Is marijuana really harmless?
THE EDITOR, Sir:
Marijuana legislation is being delayed without apparent reason. This is not only in Jamaica; it extends to many US states, 18 at the last count.
We should be concerned with this delay in terms of possible income being lost. Yet this is no surprise. Almost all of our medical and psychological experts seem reluctant to make a positive commitment on its safety, especially its long-term effects.
Yet there are persons willing to invest and to distribute our marijuana, and this factor is worrisome. Depriving someone of his or her investment is not a course of action to be supported. So what is to be done to reconcile the differences?

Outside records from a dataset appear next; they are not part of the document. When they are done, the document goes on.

//! Logical topology type definitions.

use serde::{Deserialize, Serialize};
use std::fmt;

/// Rotation direction over the cyclic index order
#[derive(Debug, Clone, Copy, PartialEq, Eq, Hash, Serialize, Deserialize, Default)]
pub enum Direction {
    #[default]
    Clockwise,
    Anticlockwise,
}

/// Which level of the machine a logical topology spans
#[derive(Debug, Clone, Copy, PartialEq, Eq, Hash, Serialize, Deserialize, Default)]
pub enum Dimension {
    #[default]
    Local,
    Vertical,
    Horizontal,
    NA,
}

impl fmt::Display for Dimension {
    fn fmt(&self, f: &mut fmt::Formatter<'_>) -> fmt::Result {
        let name = match self {
            Dimension::Local => "local",
            Dimension::Vertical => "vertical",
            Dimension::Horizontal => "horizontal",
            Dimension::NA => "n/a",
        };
        write!(f, "{}", name)
    }
}

/// Flavour of logical topology an algorithm runs over
#[derive(Debug, Clone, Copy, PartialEq, Eq, Hash, Serialize, Deserialize, Default)]
pub enum LogicalTopologyKind {
    #[default]
    HyperCube,
    Mesh,
}

impl fmt::Display for LogicalTopologyKind {
    fn fmt(&self, f: &mut fmt::Formatter<'_>) -> fmt::Result {
        let name = match self {
            LogicalTopologyKind::HyperCube => "hypercube",
            LogicalTopologyKind::Mesh => "mesh",
        };
        write!(f, "{}", name)
    }
}

/// Neighbor-map construction and lookup failures
#[derive(Debug, Clone, PartialEq, Eq, thiserror::Error)]
pub enum LogicalTopologyError {
    #[error("{kind} has no participants")]
    EmptyParticipants { kind: LogicalTopologyKind },
    #[error("{kind}: node {id} is not among the participants")]
    NodeNotParticipant { kind: LogicalTopologyKind, id: usize },
    #[error("{kind}: node {id} listed more than once")]
    DuplicateParticipant { kind: LogicalTopologyKind, id: usize },
    #[error("{kind}: no index for node {id}")]
    UnknownNode { kind: LogicalTopologyKind, id: usize },
    #[error(
        "{kind} ({dimension}) at node {id}: negative receiver {receiver} from node {node} \
         (index {index}, offset {offset})"
    )]
    NegativeReceiver {
        kind: LogicalTopologyKind,
        dimension: Dimension,
        id: usize,
        node: usize,
        index: usize,
        offset: usize,
        receiver: i64,
    },
    #[error(
        "{kind}: invalid homogeneous layout (nodes {nodes_count}, index {index}, offset {offset})"
    )]
    InvalidLayout {
        kind: LogicalTopologyKind,
        nodes_count: usize,
        index: usize,
        offset: usize,
    },
    #[error("{kind}: group membership requires a homogeneous layout")]
    NotHomogeneous { kind: LogicalTopologyKind },
}
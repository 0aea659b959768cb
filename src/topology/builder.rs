//! Topology factory.
//!
//! A single dimension yields the basic topology with its own links; several
//! dimensions yield a `MultiDimTopology` whose links are replicated across
//! all axes.

use super::basic::BasicTopology;
use super::links::LinkGraph;
use super::multi_dim::MultiDimTopology;
use super::types::{AxisSpec, Bandwidth, DeviceId, Route, TopologyError};

/// A fully built physical topology
#[derive(Debug, Clone)]
pub enum Topology {
    Basic(BasicTopology),
    MultiDim(MultiDimTopology),
}

impl Topology {
    pub fn dims_count(&self) -> usize {
        match self {
            Topology::Basic(_) => 1,
            Topology::MultiDim(t) => t.dims_count(),
        }
    }

    pub fn npus_count(&self) -> usize {
        match self {
            Topology::Basic(t) => t.npus_count(),
            Topology::MultiDim(t) => t.npus_count(),
        }
    }

    pub fn npus_count_per_dim(&self) -> Vec<usize> {
        match self {
            Topology::Basic(t) => vec![t.npus_count()],
            Topology::MultiDim(t) => t.npus_count_per_dim().to_vec(),
        }
    }

    pub fn bandwidth_per_dim(&self) -> Vec<Bandwidth> {
        match self {
            Topology::Basic(t) => vec![t.bandwidth()],
            Topology::MultiDim(t) => t.bandwidth_per_dim().to_vec(),
        }
    }

    /// Instantiated devices, switches included
    pub fn devices_count(&self) -> usize {
        match self {
            Topology::Basic(t) => t.devices_count(),
            Topology::MultiDim(t) => t.total_num_devices(),
        }
    }

    pub fn switch_ids(&self) -> Vec<DeviceId> {
        match self {
            Topology::Basic(t) if t.is_switch() => vec![t.npus_count()],
            Topology::Basic(_) => Vec::new(),
            Topology::MultiDim(t) => t.switch_ids(),
        }
    }

    pub fn links(&self) -> &LinkGraph {
        match self {
            Topology::Basic(t) => t.links(),
            Topology::MultiDim(t) => t.links(),
        }
    }

    pub fn route(&self, src: DeviceId, dst: DeviceId) -> Result<Route, TopologyError> {
        match self {
            Topology::Basic(t) => t.route(src, dst),
            Topology::MultiDim(t) => t.route(src, dst),
        }
    }

    pub fn hop_count(&self, src: DeviceId, dst: DeviceId) -> Result<usize, TopologyError> {
        match self {
            Topology::Basic(t) => t.hop_count(src, dst),
            Topology::MultiDim(t) => t.hop_count(src, dst),
        }
    }

    /// Short human-readable shape, e.g. `Ring(4) x Switch(2)`
    pub fn describe(&self) -> String {
        match self {
            Topology::Basic(t) => format!("{}({})", t.building_block(), t.npus_count()),
            Topology::MultiDim(t) => (0..t.dims_count())
                .filter_map(|dim| t.dim(dim))
                .map(|axis| format!("{}({})", axis.building_block(), axis.npus_count()))
                .collect::<Vec<_>>()
                .join(" x "),
        }
    }
}

/// Build the topology described by `dims`, first entry least significant
pub fn construct_topology(dims: &[AxisSpec]) -> Result<Topology, TopologyError> {
    match dims {
        [] => Err(TopologyError::NoDimensions),
        [single] => Ok(Topology::Basic(BasicTopology::build(single, false)?)),
        _ => {
            let mut multi_dim = MultiDimTopology::new();
            for spec in dims {
                multi_dim.append_dimension(BasicTopology::build(spec, true)?);
            }
            multi_dim.initialize_all_devices();
            multi_dim.make_connections()?;
            Ok(Topology::MultiDim(multi_dim))
        }
    }
}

There is not much being said in respect of legitimisation of marijuana at a time when there should be active news. The congressman from Rhode Island, Patrick J. Kennedy, has made some interesting observations:
"While it is appreciated that accused persons may be removed from incarceration when the penalties are lifted, among other benefits, we have yet to see what a major marketing thrust will produce; and will it have a unfavourable image with our children. In 1999 when tobacco was heavily fined for misleading advertising, it was still able to further publicise its success in advertising by phenomenal growth in cigarette sales, spending billions of dollars. What will happen when they put this kind of money behind marijuana and its products?"
The question remains: Is there going to be damage to human well-being should it be allowed to proliferate? Once legislation is approved, the matter may not be able to be recalled. The only way we can continue on this path is to be assured by our scientific community that there will be no permanent damage to our adolescents. I would think that we should not move until adequate safety parameters are in place for those most vulnerable.
It also now appears that the Big Tobacco companies are getting into the fray. They have registered domain names, which place them on the Internet with marijuana and cannabis. This is a tobacco strategy to get to the children: Catch them when they are young, then you have a customer for life.
Addiction is big business, and now, with legal marijuana, it is going to get bigger.